Minggu, 28 Desember 2014

Smoking

Smoking - Smoking tobacco dramatically increases the risk of developing many diseases. It is responsible for a substantial majority of cases of lung cancer and chronic obstructive pulmonary disease, and most smokers die either from these respiratory diseases or from ischaemic heart disease. Smoking also causes cancers of the upper respiratory and gastrointestinal tracts, pancreas, bladder and kidney, and increases risks of peripheral vascular disease, stroke and peptic ulceration. Maternal smoking is an important cause of fetal growth retardation. 
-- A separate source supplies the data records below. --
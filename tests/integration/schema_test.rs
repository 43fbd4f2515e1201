//! Schema introspection integration tests against SQLite fixtures.

use std::sync::Arc;

use pretty_assertions::assert_eq;
use sqlsaber::db::{ConnectionTarget, Gateway};
use sqlsaber::schema::SchemaManager;

use super::gateway_test::seeded_sqlite;

async fn seeded_manager(dir: &tempfile::TempDir) -> (std::path::PathBuf, SchemaManager) {
    let path = seeded_sqlite(dir).await;
    let gateway = Arc::new(
        Gateway::connect(&ConnectionTarget::Sqlite(Some(path.clone())))
            .await
            .unwrap(),
    );
    (path, SchemaManager::new(gateway))
}

#[tokio::test]
async fn test_list_tables_round_trip() {
    let dir = tempfile::tempdir().unwrap();
    let (_path, manager) = seeded_manager(&dir).await;

    let listing = manager.list_tables().await.unwrap();
    assert_eq!(listing.total_tables, 2);

    let full_names: Vec<&str> = listing
        .tables
        .iter()
        .map(|t| t.full_name.as_str())
        .collect();
    assert_eq!(full_names, ["main.orders", "main.users"]);
    assert!(listing.tables.iter().all(|t| t.kind == "table"));
}

#[tokio::test]
async fn test_schema_pattern_filters_tables() {
    let dir = tempfile::tempdir().unwrap();
    let (_path, manager) = seeded_manager(&dir).await;

    let schema = manager.get_schema_info(Some("user%")).await.unwrap();
    assert_eq!(schema.len(), 1);

    let users = &schema["main.users"];
    assert_eq!(users.schema, "main");
    assert_eq!(users.name, "users");
    assert!(users.columns["id"].data_type.to_uppercase().starts_with("INT"));
    assert!(users.columns.contains_key("name"));
    assert!(!users.columns["name"].nullable);
    assert_eq!(users.primary_keys, vec!["id"]);
}

#[tokio::test]
async fn test_foreign_keys_resolved() {
    let dir = tempfile::tempdir().unwrap();
    let (_path, manager) = seeded_manager(&dir).await;

    let schema = manager.get_schema_info(None).await.unwrap();
    let orders = &schema["main.orders"];
    assert_eq!(orders.foreign_keys.len(), 1);
    assert_eq!(orders.foreign_keys[0].column, "user_id");
    assert_eq!(orders.foreign_keys[0].references.table, "main.users");
}

#[tokio::test]
async fn test_cache_hit_skips_the_database() {
    let dir = tempfile::tempdir().unwrap();
    let (path, manager) = seeded_manager(&dir).await;

    let first = manager.list_tables().await.unwrap();
    assert_eq!(first.total_tables, 2);

    // Add a table behind the manager's back; within TTL the cached listing
    // must come back unchanged, proving the driver was not queried again.
    let pool = sqlx::sqlite::SqlitePoolOptions::new()
        .max_connections(1)
        .connect_with(sqlx::sqlite::SqliteConnectOptions::new().filename(&path))
        .await
        .unwrap();
    sqlx::query("CREATE TABLE sneaky (id INTEGER)")
        .execute(&pool)
        .await
        .unwrap();
    pool.close().await;

    let second = manager.list_tables().await.unwrap();
    assert_eq!(second.total_tables, 2);

    // An explicit clear invalidates the cache.
    manager.clear_schema_cache();
    let third = manager.list_tables().await.unwrap();
    assert_eq!(third.total_tables, 3);
}

#[tokio::test]
async fn test_schema_cache_keyed_by_pattern() {
    let dir = tempfile::tempdir().unwrap();
    let (_path, manager) = seeded_manager(&dir).await;

    let users_only = manager.get_schema_info(Some("user%")).await.unwrap();
    let everything = manager.get_schema_info(None).await.unwrap();
    assert_eq!(users_only.len(), 1);
    assert_eq!(everything.len(), 2);
}

#[tokio::test]
async fn test_csv_gateway_reuses_sqlite_introspection() {
    use std::io::Write;

    let dir = tempfile::tempdir().unwrap();
    let csv_path = dir.path().join("plants.csv");
    let mut file = std::fs::File::create(&csv_path).unwrap();
    file.write_all(b"species,height\nfern,30\noak,2000\n").unwrap();

    let gateway = Arc::new(
        Gateway::connect(&ConnectionTarget::Csv(vec![csv_path]))
            .await
            .unwrap(),
    );
    let manager = SchemaManager::new(gateway);

    let listing = manager.list_tables().await.unwrap();
    assert_eq!(listing.total_tables, 1);
    assert_eq!(listing.tables[0].full_name, "main.plants");
    assert_eq!(listing.tables[0].kind, "view");

    let schema = manager.get_schema_info(Some("plants")).await.unwrap();
    let plants = &schema["main.plants"];
    assert!(plants.columns.contains_key("species"));
    assert!(plants.columns.contains_key("height"));
}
Smoking can damage your health

Stop Smoking
Moreover, there is increasing evidence that passive (or ‘secondhand’) smoking has adverse effects on cardiovascular and respiratory health. When the ill-health effects of smoking were first discovered, doctors imagined that warning people about the dangers of smoking would result in them giving up. However, it also took increased taxation of tobacco, banning of advertising and support for smoking cessation to maintain a decline in smoking rates. In several European countries (including the UK), this has culminated in a complete ban on smoking in all public places—legislation that only became possible as the public became convinced of the dangers of secondhand smoke.  However, smoking rates remain high in many poorer areas and are increasing amongst young women. In many developing countries tobacco companies have found new markets and rates are rising. World-wide, there are ∼1 billion smokers, and 3 million die prematurely each year as a result of their habit.

In reality, there is a complex hierarchy of systems that interact to cause smokers to initiate and maintain their habit. At the molecular and cellular levels, nicotine acts on the nervous system to create dependence, so that smokers experience unpleasant effects when they attempt to quit. So, even if they know it is harmful, the role of addiction in maintaining the habit is important. Influences at the personal and social level are just as important. Many individuals bolster their denial of the harmful effects of smoking by focusing on someone they knew personally who smoked until he or she was very old and died peacefully in bed. Such strong counterexamples help smokers to maintain internal beliefs that comfort them when presented with statistical evidence.